EXCERPTED RECORDS:

=-=-=

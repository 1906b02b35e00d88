/*
 * This Source Code Form is subject to the terms of the Mozilla Public
 * License, v. 2.0. If a copy of the MPL was not distributed with this
 * file, You can obtain one at https://mozilla.org/MPL/2.0/.
 */

use std::fmt;

use rand::{rngs::StdRng, Rng, SeedableRng};

/// A source of small random perturbations, used to break ties between equally-scored moves.
///
/// Every consumer of randomness receives one of these explicitly,
/// so a search can be made reproducible with [`Noise::seeded`] or fully deterministic with [`Noise::silent`].
#[derive(Clone)]
pub struct Noise(Option<StdRng>);

impl Noise {
    /// Noise drawn from a generator seeded with `seed`, reproducible between runs.
    ///
    /// # Example
    /// ```
    /// # use newt::Noise;
    /// let mut a = Noise::seeded(7);
    /// let mut b = Noise::seeded(7);
    /// assert_eq!(a.sample(1.0), b.sample(1.0));
    /// ```
    #[inline(always)]
    pub fn seeded(seed: u64) -> Self {
        Self(Some(StdRng::seed_from_u64(seed)))
    }

    /// Noise drawn from a generator seeded by the operating system.
    #[inline(always)]
    pub fn from_entropy() -> Self {
        Self(Some(StdRng::from_entropy()))
    }

    /// Noise that always yields `0.0`.
    #[inline(always)]
    pub const fn silent() -> Self {
        Self(None)
    }

    #[inline(always)]
    pub const fn is_silent(&self) -> bool {
        self.0.is_none()
    }

    /// A uniform sample from `[0, scale)`, or `0.0` if this noise is silent or `scale` is not positive.
    ///
    /// # Example
    /// ```
    /// # use newt::Noise;
    /// let mut noise = Noise::seeded(42);
    /// let x = noise.sample(0.01);
    /// assert!((0.0..0.01).contains(&x));
    ///
    /// assert_eq!(Noise::silent().sample(0.01), 0.0);
    /// ```
    #[inline(always)]
    pub fn sample(&mut self, scale: f64) -> f64 {
        match &mut self.0 {
            Some(rng) if scale > 0.0 => rng.gen::<f64>() * scale,
            _ => 0.0,
        }
    }
}

impl Default for Noise {
    #[inline(always)]
    fn default() -> Self {
        Self::from_entropy()
    }
}

impl fmt::Debug for Noise {
    fn fmt(&self, f: &mut fmt::Formatter<'_>) -> fmt::Result {
        if self.is_silent() {
            write!(f, "Noise(silent)")
        } else {
            write!(f, "Noise(random)")
        }
    }
}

=-=-=

TO DO: In the data above, find each line that has the word "scale" and copy it out.

EXERCISE SOLUTION:
    /// A uniform sample from `[0, scale)`, or `0.0` if this noise is silent or `scale` is not positive.
    pub fn sample(&mut self, scale: f64) -> f64 {
            Some(rng) if scale > 0.0 => rng.gen::<f64>() * scale,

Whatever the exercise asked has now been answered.